:: Requirement ::
From the material below, copy every line in which the word "text" occurs.

:: Supplied material ::
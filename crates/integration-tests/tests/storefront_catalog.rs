//! Integration tests for the storefront catalog pages.
//!
//! These tests require:
//! - A migrated database with the demo catalog (cargo run -p wildbloom-cli -- migrate && cargo run -p wildbloom-cli -- seed)
//! - The storefront server running (cargo run -p wildbloom-storefront)
//!
//! Run with: cargo test -p wildbloom-integration-tests -- --ignored

use reqwest::StatusCode;
use wildbloom_integration_tests::{client, csrf_token, input_value, storefront_url};

// ============================================================================
// Health Checks
// ============================================================================

#[tokio::test]
#[ignore = "Requires running storefront server"]
async fn test_health_endpoints_respond() {
    let client = client();
    let base_url = storefront_url();

    let resp = client
        .get(format!("{base_url}/health"))
        .send()
        .await
        .expect("Failed to reach /health");
    assert_eq!(resp.status(), StatusCode::OK);
    assert_eq!(resp.text().await.expect("Failed to read body"), "ok");

    let resp = client
        .get(format!("{base_url}/health/ready"))
        .send()
        .await
        .expect("Failed to reach /health/ready");
    assert_eq!(resp.status(), StatusCode::OK);
}

// ============================================================================
// Home Page
// ============================================================================

#[tokio::test]
#[ignore = "Requires running storefront server and seeded catalog"]
async fn test_home_page_shows_featured_products() {
    let client = client();
    let base_url = storefront_url();

    let resp = client
        .get(format!("{base_url}/"))
        .send()
        .await
        .expect("Failed to get home page");
    assert_eq!(resp.status(), StatusCode::OK);

    let body = resp.text().await.expect("Failed to read home page");
    // The two seeded featured products.
    assert!(body.contains("California Golden Poppy"));
    assert!(body.contains("Prairie Wildflower Mix"));
    // Non-featured products stay off the home page.
    assert!(!body.contains("Butterfly Milkweed"));
}

// ============================================================================
// Product Listing
// ============================================================================

#[tokio::test]
#[ignore = "Requires running storefront server and seeded catalog"]
async fn test_product_listing_shows_the_catalog() {
    let client = client();
    let base_url = storefront_url();

    let resp = client
        .get(format!("{base_url}/products"))
        .send()
        .await
        .expect("Failed to get product listing");
    assert_eq!(resp.status(), StatusCode::OK);

    let body = resp.text().await.expect("Failed to read listing");
    assert!(body.contains("Butterfly Milkweed"));
    assert!(body.contains("Purple Coneflower"));
    assert!(body.contains("Wildbloom Gift Card"));
    // Prices come straight from the seed data.
    assert!(body.contains("$5.25"));
}

#[tokio::test]
#[ignore = "Requires running storefront server and seeded catalog"]
async fn test_listing_page_out_of_range_is_empty_not_an_error() {
    let client = client();
    let base_url = storefront_url();

    let resp = client
        .get(format!("{base_url}/products?page=999"))
        .send()
        .await
        .expect("Failed to get out-of-range page");
    assert_eq!(resp.status(), StatusCode::OK);

    let body = resp.text().await.expect("Failed to read listing");
    assert!(!body.contains("Butterfly Milkweed"));
}

// ============================================================================
// Product Detail
// ============================================================================

#[tokio::test]
#[ignore = "Requires running storefront server and seeded catalog"]
async fn test_product_page_carries_the_add_to_cart_form() {
    let client = client();
    let base_url = storefront_url();

    let resp = client
        .get(format!("{base_url}/products/butterfly-milkweed"))
        .send()
        .await
        .expect("Failed to get product page");
    assert_eq!(resp.status(), StatusCode::OK);

    let body = resp.text().await.expect("Failed to read product page");
    assert!(body.contains("Butterfly Milkweed"));
    assert!(body.contains("$5.25"));
    assert!(
        csrf_token(&body).is_some(),
        "product page should embed a CSRF token"
    );
    assert!(
        input_value(&body, "product_id").is_some(),
        "add-to-cart form should carry the product id"
    );
}

#[tokio::test]
#[ignore = "Requires running storefront server and seeded catalog"]
async fn test_product_page_lists_variants_with_prices() {
    let client = client();
    let base_url = storefront_url();

    let resp = client
        .get(format!("{base_url}/products/gift-card"))
        .send()
        .await
        .expect("Failed to get gift card page");
    assert_eq!(resp.status(), StatusCode::OK);

    let body = resp.text().await.expect("Failed to read gift card page");
    // All three denominations, with the variant price override applied.
    assert!(body.contains("$25"));
    assert!(body.contains("$50.00"));
    assert!(body.contains("$100.00"));
    assert!(
        input_value(&body, "variant_id").is_some(),
        "variant selector should list the variant ids"
    );
}

#[tokio::test]
#[ignore = "Requires running storefront server"]
async fn test_unknown_product_returns_404() {
    let client = client();
    let base_url = storefront_url();

    let resp = client
        .get(format!("{base_url}/products/no-such-seed"))
        .send()
        .await
        .expect("Failed to request unknown product");
    assert_eq!(resp.status(), StatusCode::NOT_FOUND);
}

:: Reply ::
    assert_eq!(resp.text().await.expect("Failed to read body"), "ok");
    let body = resp.text().await.expect("Failed to read home page");
    let body = resp.text().await.expect("Failed to read listing");
    let body = resp.text().await.expect("Failed to read listing");
    let body = resp.text().await.expect("Failed to read product page");
    let body = resp.text().await.expect("Failed to read gift card page");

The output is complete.